DIRECTV Advertising / DIRECTV
DIRECTV Advertising expanded its relationship with LiveRamp by integrating LiveRamp’s Conversions API (CAPI) Hub to improve real-time outcome measurement across TV and digital inventory—an example of LiveRamp monetizing through measurement and integration services. Multiple press items in April 2026 covered the DIRECTV integration (PR Newswire; SimplyWall; Finviz; April 2026).

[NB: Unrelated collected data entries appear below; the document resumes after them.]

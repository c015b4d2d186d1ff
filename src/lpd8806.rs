use std::{
    io::{self, Write},
    os::unix::io::AsRawFd,
};

use snafu::prelude::*;

use crate::{
    color::{ColorModel, ColorOrder},
    errors::{Lpd8806Error, SpiSpeedSnafu, StripClosedSnafu, WriteSnafu},
    pixel::PixelBuffer,
    rpi::spi::set_spi_speed,
    strip::LedStrip,
};

/// A byte sink whose clock speed can be configured, usually an SPI device
/// node such as `/dev/spidev0.0`.
pub trait Device: io::Write + AsRawFd {}

impl<T: io::Write + AsRawFd> Device for T {}

/// The usual SPI clock for LPD8806 strips.
pub const DEFAULT_SPI_SPEED: u32 = 12_000_000;

fn latch_len(num_pixels: usize) -> usize {
    (num_pixels + 31) / 32
}

/// Converts a stored 8-bit channel value to the wire format.
fn wire_byte(value: u8) -> u8 {
    0x80 | (value >> 1)
}

/// An LPD8806 LED strip.
///
/// Pixels hold full 8-bit channel values like every other strip; only the top
/// seven bits reach the LEDs, sent as `0x80 | value >> 1`. Code that already
/// works with 7-bit values (`0..=127`) must double them to keep the same
/// brightness.
pub struct Lpd8806<D: Device> {
    device: D,
    pixels: PixelBuffer,
    frame: Vec<u8>,
    closed: bool,
}

impl<D: Device> Lpd8806<D> {
    /// Sets up a strip on `device`.
    ///
    /// A non-zero `spi_speed` is applied to the device first. The strip is
    /// latched once so it starts listening for a fresh frame.
    pub fn new(
        mut device: D,
        num_pixels: usize,
        color_model: ColorModel,
        spi_speed: u32,
        order: ColorOrder,
    ) -> Result<Self, Lpd8806Error> {
        if spi_speed != 0 {
            set_spi_speed(device.as_raw_fd(), spi_speed).context(SpiSpeedSnafu { hz: spi_speed })?;
        }

        let latch = vec![0; latch_len(num_pixels)];
        device.write_all(&latch).context(WriteSnafu)?;

        log::debug!(
            "LPD8806 ready: {} {} pixels ({})",
            num_pixels,
            color_model,
            order
        );

        Ok(Self {
            device,
            pixels: PixelBuffer::new(num_pixels, order, color_model),
            frame: Vec::with_capacity(num_pixels * color_model.num_colors() + latch.len()),
            closed: false,
        })
    }

    /// The underlying device.
    pub fn device(&self) -> &D {
        &self.device
    }

    /// The pixel buffer.
    pub fn pixels(&self) -> &PixelBuffer {
        &self.pixels
    }

    /// The pixel buffer, for writing.
    pub fn pixels_mut(&mut self) -> &mut PixelBuffer {
        &mut self.pixels
    }

    /// The longest strip a single output can drive.
    pub fn max_leds_per_channel(&self) -> usize {
        127
    }

    /// Writes the pixels, followed by the latch bytes.
    pub fn flush(&mut self) -> Result<(), Lpd8806Error> {
        ensure!(!self.closed, StripClosedSnafu);

        self.frame.clear();
        self.frame
            .extend(self.pixels.as_bytes().iter().copied().map(wire_byte));
        self.frame
            .resize(self.frame.len() + latch_len(self.pixels.len()), 0);

        self.device.write_all(&self.frame).context(WriteSnafu)?;
        self.device.flush().context(WriteSnafu)
    }

    /// Marks the strip closed. The device stays open until the strip is dropped.
    pub fn close(&mut self) -> Result<(), Lpd8806Error> {
        ensure!(!self.closed, StripClosedSnafu);
        self.closed = true;
        Ok(())
    }
}

impl<D: Device> LedStrip for Lpd8806<D> {
    type Error = Lpd8806Error;

    fn flush(&mut self) -> Result<(), Lpd8806Error> {
        Lpd8806::flush(self)
    }

    fn close(&mut self) -> Result<(), Lpd8806Error> {
        Lpd8806::close(self)
    }

    fn max_leds_per_channel(&self) -> usize {
        Lpd8806::max_leds_per_channel(self)
    }

    fn pixels(&self) -> &PixelBuffer {
        Lpd8806::pixels(self)
    }

    fn pixels_mut(&mut self) -> &mut PixelBuffer {
        Lpd8806::pixels_mut(self)
    }
}

#[cfg(test)]
mod tests {
    use std::fs;

    use super::*;
    use crate::pixel::Rgb;

    #[test]
    fn wire_format() {
        assert_eq!(wire_byte(0x00), 0x80);
        assert_eq!(wire_byte(0xff), 0xff);
        assert_eq!(wire_byte(0x80), 0xc0);
        assert_eq!(latch_len(0), 0);
        assert_eq!(latch_len(1), 1);
        assert_eq!(latch_len(32), 1);
        assert_eq!(latch_len(33), 2);
    }

    #[test]
    fn writes_latch_then_frames() {
        let file = tempfile::NamedTempFile::new().unwrap();
        let mut strip = Lpd8806::new(
            file.reopen().unwrap(),
            2,
            ColorModel::Rgb,
            0,
            ColorOrder::Grb,
        )
        .unwrap();
        assert_eq!(fs::read(file.path()).unwrap(), [0]);

        strip.set_rgb_at(0, Rgb::new(0xff, 0x00, 0x7f)).unwrap();
        strip.flush().unwrap();
        assert_eq!(
            fs::read(file.path()).unwrap(),
            [0, 0x80, 0xff, 0xbf, 0x80, 0x80, 0x80, 0]
        );
    }

    #[test]
    fn closed_strip_rejects_flush() {
        let file = tempfile::NamedTempFile::new().unwrap();
        let mut strip =
            Lpd8806::new(file.reopen().unwrap(), 1, ColorModel::Rgb, 0, ColorOrder::Rgb).unwrap();
        strip.close().unwrap();
        assert!(matches!(strip.flush(), Err(Lpd8806Error::StripClosed)));
        assert!(matches!(strip.close(), Err(Lpd8806Error::StripClosed)));
        assert_eq!(strip.max_leds_per_channel(), 127);
    }

    #[test]
    fn spi_speed_needs_a_spi_device() {
        let file = tempfile::tempfile().unwrap();
        let result = Lpd8806::new(file, 1, ColorModel::Rgb, DEFAULT_SPI_SPEED, ColorOrder::Grb);
        assert!(matches!(
            result,
            Err(Lpd8806Error::SpiSpeed { hz: 12_000_000, .. })
        ));
    }
}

Definitive Healthcare (DH)
Definitive Healthcare launched a partnership with LiveRamp for digital marketing, illustrating LiveRamp’s penetration into healthcare-adjacent data and audience solutions. Coverage appeared in TipRanks news referencing FY2025/2026 activity (TipRanks; 2026).
Canela Media
Canela Media joined LiveRamp’s network to enable better access to U.S. Hispanic OTT audiences, demonstrating how LiveRamp expands culturally targeted supply-side integrations. This partnership was reported in February–March 2026 (Sahm Capital; Feb 2026).
Publicis (PUB.PA)
LiveRamp’s expanded partnership with Publicis enables agencies to build client solutions on LiveRamp’s modular infrastructure while mitigating channel conflicts—signaling agency-level productization rather than exclusive vendor relationships. The point was discussed in analysis of LiveRamp’s Q4 2025 results (IndexBox; March 2026).
Chalice (CHALF)
Chalice, an AI start-up, was named among new connectivity partners, indicating LiveRamp’s openness to integrating identity consumers across mature platforms and emerging AI vendors. Mentioned on the Q4 FY2025 earnings call (March 2026).
Operating constraints and what they imply for investors
- Contracting posture: LiveRamp is subscription-first, sold on annual terms, with usage-based marketplace and transactional revenue providing upside. This structure creates predictable baseline revenue with variable margins tied to activation volumes.
- Customer concentration: The base skews to large enterprises and agencies (Fortune 1000), which increases average contract value but concentrates renewal risk (management cites 840 direct customers worldwide).
- Global scale and maturity: LiveRamp serves a global set of clients across US, EMEA and APAC; relationships reported in FY2025–FY2026 are active and represent platform-level deployments rather than one-off professional services.
- Service role and materiality: LiveRamp functions as a service provider (identity and activation platform) with professional services immaterial to revenue, pointing to productized delivery and potential for high gross margin as usage scales.
Conclusion: portfolio implications
LiveRamp’s client roster and recent partner integrations show broad enterprise adoption and strategic tie-ins across ad tech, publishers, gaming and TV—a favorable profile for subscription growth and transaction expansion. Investors should value LiveRamp at the intersection of recurring enterprise contracts and opportunistic usage revenue while monitoring renewal cycles with major holding companies and the execution of integrations that convert identity coverage into measurable ad outcomes.